What you will do => Write the data below out again, exactly as each line reads.

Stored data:
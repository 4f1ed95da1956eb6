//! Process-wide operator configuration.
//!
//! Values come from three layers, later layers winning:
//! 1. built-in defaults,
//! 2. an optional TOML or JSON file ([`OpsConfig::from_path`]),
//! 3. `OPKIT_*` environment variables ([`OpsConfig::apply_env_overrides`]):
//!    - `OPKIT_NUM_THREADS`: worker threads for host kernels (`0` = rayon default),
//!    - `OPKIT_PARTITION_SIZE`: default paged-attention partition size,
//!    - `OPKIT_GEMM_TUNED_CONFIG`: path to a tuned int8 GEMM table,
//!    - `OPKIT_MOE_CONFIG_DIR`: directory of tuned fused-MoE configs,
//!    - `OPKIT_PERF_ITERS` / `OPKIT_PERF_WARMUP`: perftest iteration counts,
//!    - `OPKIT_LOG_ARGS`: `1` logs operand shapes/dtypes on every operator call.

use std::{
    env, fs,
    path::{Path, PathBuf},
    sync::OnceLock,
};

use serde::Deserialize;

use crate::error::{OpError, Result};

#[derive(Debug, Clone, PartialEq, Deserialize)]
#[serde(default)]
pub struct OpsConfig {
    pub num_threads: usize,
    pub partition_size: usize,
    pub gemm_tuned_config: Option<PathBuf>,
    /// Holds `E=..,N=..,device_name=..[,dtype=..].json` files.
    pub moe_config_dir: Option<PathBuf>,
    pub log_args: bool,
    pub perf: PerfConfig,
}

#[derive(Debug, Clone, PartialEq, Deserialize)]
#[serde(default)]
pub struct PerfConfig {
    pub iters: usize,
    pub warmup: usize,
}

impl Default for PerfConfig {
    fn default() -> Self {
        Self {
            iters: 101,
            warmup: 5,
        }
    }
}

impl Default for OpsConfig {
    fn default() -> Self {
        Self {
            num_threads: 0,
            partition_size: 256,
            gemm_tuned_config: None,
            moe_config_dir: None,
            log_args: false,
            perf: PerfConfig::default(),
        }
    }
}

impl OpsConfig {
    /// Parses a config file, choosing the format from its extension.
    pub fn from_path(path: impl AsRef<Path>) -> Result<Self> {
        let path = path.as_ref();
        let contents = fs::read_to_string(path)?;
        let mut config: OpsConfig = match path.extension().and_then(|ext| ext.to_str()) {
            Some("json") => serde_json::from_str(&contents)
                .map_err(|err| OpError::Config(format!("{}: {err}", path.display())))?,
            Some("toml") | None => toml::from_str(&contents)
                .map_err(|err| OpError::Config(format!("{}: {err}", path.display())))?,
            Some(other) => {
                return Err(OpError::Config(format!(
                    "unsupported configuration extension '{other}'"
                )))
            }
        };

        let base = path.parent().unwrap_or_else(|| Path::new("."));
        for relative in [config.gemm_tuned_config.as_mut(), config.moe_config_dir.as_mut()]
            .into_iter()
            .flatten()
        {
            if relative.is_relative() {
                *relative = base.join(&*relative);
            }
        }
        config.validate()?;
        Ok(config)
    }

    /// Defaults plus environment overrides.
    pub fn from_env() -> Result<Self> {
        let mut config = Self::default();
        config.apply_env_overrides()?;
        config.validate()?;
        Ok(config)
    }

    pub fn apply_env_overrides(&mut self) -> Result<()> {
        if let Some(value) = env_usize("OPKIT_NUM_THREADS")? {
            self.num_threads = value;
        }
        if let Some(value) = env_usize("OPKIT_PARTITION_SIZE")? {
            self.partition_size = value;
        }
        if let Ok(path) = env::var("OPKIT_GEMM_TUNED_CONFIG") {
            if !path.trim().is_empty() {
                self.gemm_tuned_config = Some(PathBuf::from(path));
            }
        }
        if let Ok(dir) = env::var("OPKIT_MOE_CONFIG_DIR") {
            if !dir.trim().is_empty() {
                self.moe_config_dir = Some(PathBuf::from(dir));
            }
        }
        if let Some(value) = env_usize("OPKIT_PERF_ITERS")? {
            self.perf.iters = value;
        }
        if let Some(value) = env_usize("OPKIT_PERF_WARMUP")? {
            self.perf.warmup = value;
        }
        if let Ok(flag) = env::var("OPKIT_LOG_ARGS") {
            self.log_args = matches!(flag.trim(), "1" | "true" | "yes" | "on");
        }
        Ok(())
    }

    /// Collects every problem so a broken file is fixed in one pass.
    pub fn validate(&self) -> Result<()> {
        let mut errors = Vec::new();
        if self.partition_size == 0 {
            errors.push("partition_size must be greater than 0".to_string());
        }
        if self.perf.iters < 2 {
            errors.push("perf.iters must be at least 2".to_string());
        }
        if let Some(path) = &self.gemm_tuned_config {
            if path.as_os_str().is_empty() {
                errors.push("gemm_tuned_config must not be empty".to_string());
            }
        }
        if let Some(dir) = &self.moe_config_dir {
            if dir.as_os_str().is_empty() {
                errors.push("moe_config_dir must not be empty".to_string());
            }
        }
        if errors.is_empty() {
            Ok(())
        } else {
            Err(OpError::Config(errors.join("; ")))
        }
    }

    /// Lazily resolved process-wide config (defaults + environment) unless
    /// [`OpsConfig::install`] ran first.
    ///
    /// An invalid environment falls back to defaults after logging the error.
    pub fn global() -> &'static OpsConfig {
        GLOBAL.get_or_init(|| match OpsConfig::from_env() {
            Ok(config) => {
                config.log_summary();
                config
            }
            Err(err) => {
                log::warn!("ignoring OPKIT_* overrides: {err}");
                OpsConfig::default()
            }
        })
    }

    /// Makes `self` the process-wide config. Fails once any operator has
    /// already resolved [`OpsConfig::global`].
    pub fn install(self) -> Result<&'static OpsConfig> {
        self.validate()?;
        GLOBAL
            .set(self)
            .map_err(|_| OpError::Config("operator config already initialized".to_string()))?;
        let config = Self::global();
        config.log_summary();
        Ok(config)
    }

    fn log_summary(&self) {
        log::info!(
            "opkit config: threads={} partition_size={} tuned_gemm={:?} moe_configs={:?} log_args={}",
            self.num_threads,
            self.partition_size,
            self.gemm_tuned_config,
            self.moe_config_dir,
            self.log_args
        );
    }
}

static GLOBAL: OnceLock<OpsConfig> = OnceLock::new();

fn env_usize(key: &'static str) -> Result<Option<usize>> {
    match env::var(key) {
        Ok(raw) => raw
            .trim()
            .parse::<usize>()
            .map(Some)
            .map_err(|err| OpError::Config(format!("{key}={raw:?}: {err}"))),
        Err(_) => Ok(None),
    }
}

Answer space =>
repository 4f1ed95da1956eb6
//! Process-wide operator configuration.
//!
//! Values come from three layers, later layers winning:
//! 1. built-in defaults,
//! 2. an optional TOML or JSON file ([`OpsConfig::from_path`]),
//! 3. `OPKIT_*` environment variables ([`OpsConfig::apply_env_overrides`]):
//!    - `OPKIT_NUM_THREADS`: worker threads for host kernels (`0` = rayon default),
//!    - `OPKIT_PARTITION_SIZE`: default paged-attention partition size,
//!    - `OPKIT_GEMM_TUNED_CONFIG`: path to a tuned int8 GEMM table,
//!    - `OPKIT_MOE_CONFIG_DIR`: directory of tuned fused-MoE configs,
//!    - `OPKIT_PERF_ITERS` / `OPKIT_PERF_WARMUP`: perftest iteration counts,
//!    - `OPKIT_LOG_ARGS`: `1` logs operand shapes/dtypes on every operator call.

use std::{
    env, fs,
    path::{Path, PathBuf},
    sync::OnceLock,
};

use serde::Deserialize;

use crate::error::{OpError, Result};

#[derive(Debug, Clone, PartialEq, Deserialize)]
#[serde(default)]
pub struct OpsConfig {
    pub num_threads: usize,
    pub partition_size: usize,
    pub gemm_tuned_config: Option<PathBuf>,
    /// Holds `E=..,N=..,device_name=..[,dtype=..].json` files.
    pub moe_config_dir: Option<PathBuf>,
    pub log_args: bool,
    pub perf: PerfConfig,
}

#[derive(Debug, Clone, PartialEq, Deserialize)]
#[serde(default)]
pub struct PerfConfig {
    pub iters: usize,
    pub warmup: usize,
}

impl Default for PerfConfig {
    fn default() -> Self {
        Self {
            iters: 101,
            warmup: 5,
        }
    }
}

impl Default for OpsConfig {
    fn default() -> Self {
        Self {
            num_threads: 0,
            partition_size: 256,
            gemm_tuned_config: None,
            moe_config_dir: None,
            log_args: false,
            perf: PerfConfig::default(),
        }
    }
}

impl OpsConfig {
    /// Parses a config file, choosing the format from its extension.
    pub fn from_path(path: impl AsRef<Path>) -> Result<Self> {
        let path = path.as_ref();
        let contents = fs::read_to_string(path)?;
        let mut config: OpsConfig = match path.extension().and_then(|ext| ext.to_str()) {
            Some("json") => serde_json::from_str(&contents)
                .map_err(|err| OpError::Config(format!("{}: {err}", path.display())))?,
            Some("toml") | None => toml::from_str(&contents)
                .map_err(|err| OpError::Config(format!("{}: {err}", path.display())))?,
            Some(other) => {
                return Err(OpError::Config(format!(
                    "unsupported configuration extension '{other}'"
                )))
            }
        };

        let base = path.parent().unwrap_or_else(|| Path::new("."));
        for relative in [config.gemm_tuned_config.as_mut(), config.moe_config_dir.as_mut()]
            .into_iter()
            .flatten()
        {
            if relative.is_relative() {
                *relative = base.join(&*relative);
            }
        }
        config.validate()?;
        Ok(config)
    }

    /// Defaults plus environment overrides.
    pub fn from_env() -> Result<Self> {
        let mut config = Self::default();
        config.apply_env_overrides()?;
        config.validate()?;
        Ok(config)
    }

    pub fn apply_env_overrides(&mut self) -> Result<()> {
        if let Some(value) = env_usize("OPKIT_NUM_THREADS")? {
            self.num_threads = value;
        }
        if let Some(value) = env_usize("OPKIT_PARTITION_SIZE")? {
            self.partition_size = value;
        }
        if let Ok(path) = env::var("OPKIT_GEMM_TUNED_CONFIG") {
            if !path.trim().is_empty() {
                self.gemm_tuned_config = Some(PathBuf::from(path));
            }
        }
        if let Ok(dir) = env::var("OPKIT_MOE_CONFIG_DIR") {
            if !dir.trim().is_empty() {
                self.moe_config_dir = Some(PathBuf::from(dir));
            }
        }
        if let Some(value) = env_usize("OPKIT_PERF_ITERS")? {
            self.perf.iters = value;
        }
        if let Some(value) = env_usize("OPKIT_PERF_WARMUP")? {
            self.perf.warmup = value;
        }
        if let Ok(flag) = env::var("OPKIT_LOG_ARGS") {
            self.log_args = matches!(flag.trim(), "1" | "true" | "yes" | "on");
        }
        Ok(())
    }

    /// Collects every problem so a broken file is fixed in one pass.
    pub fn validate(&self) -> Result<()> {
        let mut errors = Vec::new();
        if self.partition_size == 0 {
            errors.push("partition_size must be greater than 0".to_string());
        }
        if self.perf.iters < 2 {
            errors.push("perf.iters must be at least 2".to_string());
        }
        if let Some(path) = &self.gemm_tuned_config {
            if path.as_os_str().is_empty() {
                errors.push("gemm_tuned_config must not be empty".to_string());
            }
        }
        if let Some(dir) = &self.moe_config_dir {
            if dir.as_os_str().is_empty() {
                errors.push("moe_config_dir must not be empty".to_string());
            }
        }
        if errors.is_empty() {
            Ok(())
        } else {
            Err(OpError::Config(errors.join("; ")))
        }
    }

    /// Lazily resolved process-wide config (defaults + environment) unless
    /// [`OpsConfig::install`] ran first.
    ///
    /// An invalid environment falls back to defaults after logging the error.
    pub fn global() -> &'static OpsConfig {
        GLOBAL.get_or_init(|| match OpsConfig::from_env() {
            Ok(config) => {
                config.log_summary();
                config
            }
            Err(err) => {
                log::warn!("ignoring OPKIT_* overrides: {err}");
                OpsConfig::default()
            }
        })
    }

    /// Makes `self` the process-wide config. Fails once any operator has
    /// already resolved [`OpsConfig::global`].
    pub fn install(self) -> Result<&'static OpsConfig> {
        self.validate()?;
        GLOBAL
            .set(self)
            .map_err(|_| OpError::Config("operator config already initialized".to_string()))?;
        let config = Self::global();
        config.log_summary();
        Ok(config)
    }

    fn log_summary(&self) {
        log::info!(
            "opkit config: threads={} partition_size={} tuned_gemm={:?} moe_configs={:?} log_args={}",
            self.num_threads,
            self.partition_size,
            self.gemm_tuned_config,
            self.moe_config_dir,
            self.log_args
        );
    }
}

static GLOBAL: OnceLock<OpsConfig> = OnceLock::new();

fn env_usize(key: &'static str) -> Result<Option<usize>> {
    match env::var(key) {
        Ok(raw) => raw
            .trim()
            .parse::<usize>()
            .map(Some)
            .map_err(|err| OpError::Config(format!("{key}={raw:?}: {err}"))),
        Err(_) => Ok(None),
    }
}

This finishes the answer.